Buses began transporting confused and mostly Spanish-speaking migrants in April, dumping them without resources in Washington, D.C., Chicago and New York City. Last week, three buses deposited migrants in front of Vice President Kamala Harris’ official residence, and Florida Gov. Ron DeSantis chartered jets to transport migrants to Martha’s Vineyard in Massachusetts. Another flight last week delivered migrants to Sacramento, California’s capital. The next destination may be Delaware, the home state of President Joe Biden.
Most of these migrants are coming from politically unstable countries like Venezuela and have made harrowing journeys through jungles and other dangerous terrain across various countries. The are not undocumented immigrants, but asylum seekers.
And there are processes in place designed to help them during their first few days and weeks in the U.S. An immigration officer conducts interviews to determine whether they have a credible fear of persecution or torture. Those allowed to temporarily remain in the U.S. are determined to have viable claims for asylum and are released with notices for immigration hearings to further determine their cases. These are systems that also help control the border by ensuring migrants are processed correctly. By circumventing the normal process, DeSantis, Texas Gov. Greg Abbott and others involved in the transportation of migrants are making the situation much worse.
What’s going on may also be a crime. Some of these migrants reported being lured onto planes and buses by government officials using deceptive tactics. A lawsuit filed Tuesday by the nonprofit migrant organization Alianza Americas against DeSantis states that migrants were given $10 McDonald’s vouchers and promised jobs, housing and other assistance. The lawsuit says migrants were “sequestered away from the migrant center, and from the possibility of actual good Samaritans finding out how the class members were being abused.”
Legislators and a Texas sheriff are also looking into whether it’s legal to ship migrants across state lines.
Aid organizations are experienced in providing assistance to migrants after they are released by border officials. These groups mobilize volunteers, help connect migrants to temporary housing and provide transportation to other cities where they have relatives or other resources. Importantly, they make sure that migrants are ready to attend their scheduled immigration hearings, which determine whether they get to stay in the U.S.
There is no question that there is a crisis at the border. Apprehensions by U.S. Border Patrol are on the rise, increasing more than 22% from July to August.

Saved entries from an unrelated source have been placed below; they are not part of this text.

pub mod add_review_page;
pub mod home_page;
pub mod login_page;
pub mod restaurants_page;
pub mod signup_page;
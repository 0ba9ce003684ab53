use common::auth::{AuthOutcome, SignupForm};
use dioxus::logger::tracing::{info, warn};
use dioxus::prelude::*;

use crate::api::auth_api::signup;
use crate::components::auth_form::{AuthCard, AuthInput, GENERIC_FORM_ERROR};
use crate::data_definitions::session::use_session;
use crate::routes::Route;

#[component]
pub fn SignupPage() -> Element {
    let mut session = use_session();
    let username = use_signal(String::new);
    let email = use_signal(String::new);
    let password = use_signal(String::new);
    let confirm_password = use_signal(String::new);
    let mut error = use_signal(|| None::<String>);
    let mut busy = use_signal(|| false);

    let submit = move |_: ()| {
        let form = SignupForm {
            username: username.read().clone(),
            email: email.read().clone(),
            password: password.read().clone(),
            confirm_password: confirm_password.read().clone(),
        };
        let request = match form.validate() {
            Ok(request) => request,
            Err(message) => {
                error.set(Some(message));
                return;
            }
        };
        busy.set(true);
        error.set(None);
        spawn(async move {
            match signup(request).await {
                Ok(AuthOutcome::SignedIn { token, username }) => {
                    info!("signed up as {username}");
                    session.sign_in(token);
                    navigator().replace(Route::restaurants_page(None));
                }
                Ok(AuthOutcome::Rejected { message }) => error.set(Some(message)),
                Err(e) => {
                    warn!("signup failed: {e}");
                    error.set(Some(GENERIC_FORM_ERROR.to_string()));
                }
            }
            busy.set(false);
        });
    };

    rsx! {
        Title { "Restaurant Finder - Sign Up" }
        AuthCard {
            title: "Sign Up",
            submit_label: "Sign Up",
            error,
            busy,
            on_submit: submit,
            footer: rsx! {
                "Already have an account? "
                Link { to: Route::LoginPage {}, "Login" }
            },
            AuthInput { label: "Username", input_type: "text", value: username }
            AuthInput { label: "Email", input_type: "email", value: email }
            AuthInput { label: "Password", input_type: "password", value: password }
            AuthInput { label: "Confirm Password", input_type: "password", value: confirm_password }
        }
    }
}
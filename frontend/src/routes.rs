use dioxus::prelude::*;

use common::filter_state::FilterState;

use crate::components::navbar::Navbar;
use crate::data_definitions::url_param::UrlParam;
use crate::pages::add_review_page::AddReviewPage;
use crate::pages::home_page::HomePage;
use crate::pages::login_page::LoginPage;
use crate::pages::restaurants_page::RestaurantsPage;
use crate::pages::signup_page::SignupPage;

#[derive(Debug, Clone, Routable, PartialEq)]
#[rustfmt::skip]
pub enum Route {
    #[route("/")]
    HomePage {},

    #[route("/login")]
    LoginPage {},

    #[route("/signup")]
    SignupPage {},


    #[layout(Navbar)]

    /// `None` until the user applies filters for the first time.
    #[route("/restaurants/:filters")]
    RestaurantsPage { filters: UrlParam<Option<FilterState>> },

    #[route("/add_review")]
    AddReviewPage {},
}

impl Route {
    pub fn restaurants_page(filters: Option<FilterState>) -> Self {
        Self::RestaurantsPage { filters: UrlParam::from(filters) }
    }
}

But it is a humanitarian crisis exacerbated by political posturing, not one caused by an uncontrolled border. It’s an emergency that has been created by the lack of goodwill by politicians more interested in their own political viability than the stability of the country and fueled by decades of failure by Congress to tackle comprehensive immigration reform.
Given the volatility of Venezuela and other regions, we can expect more desperate migrants to arrive at the U.S.-Mexico border. Many organizations helping migrants are supported by the Emergency Food and Shelter Program, which is funded by the Federal Emergency Management Agency. Legislators should make sure that this program has the resources to provide the needed assistance.
But we also need leadership. This political stunt may have called attention to the pressures that migration places on border states, but it has also illuminated the callousness by some elected officials who would manipulate desperate, scared people to score political points.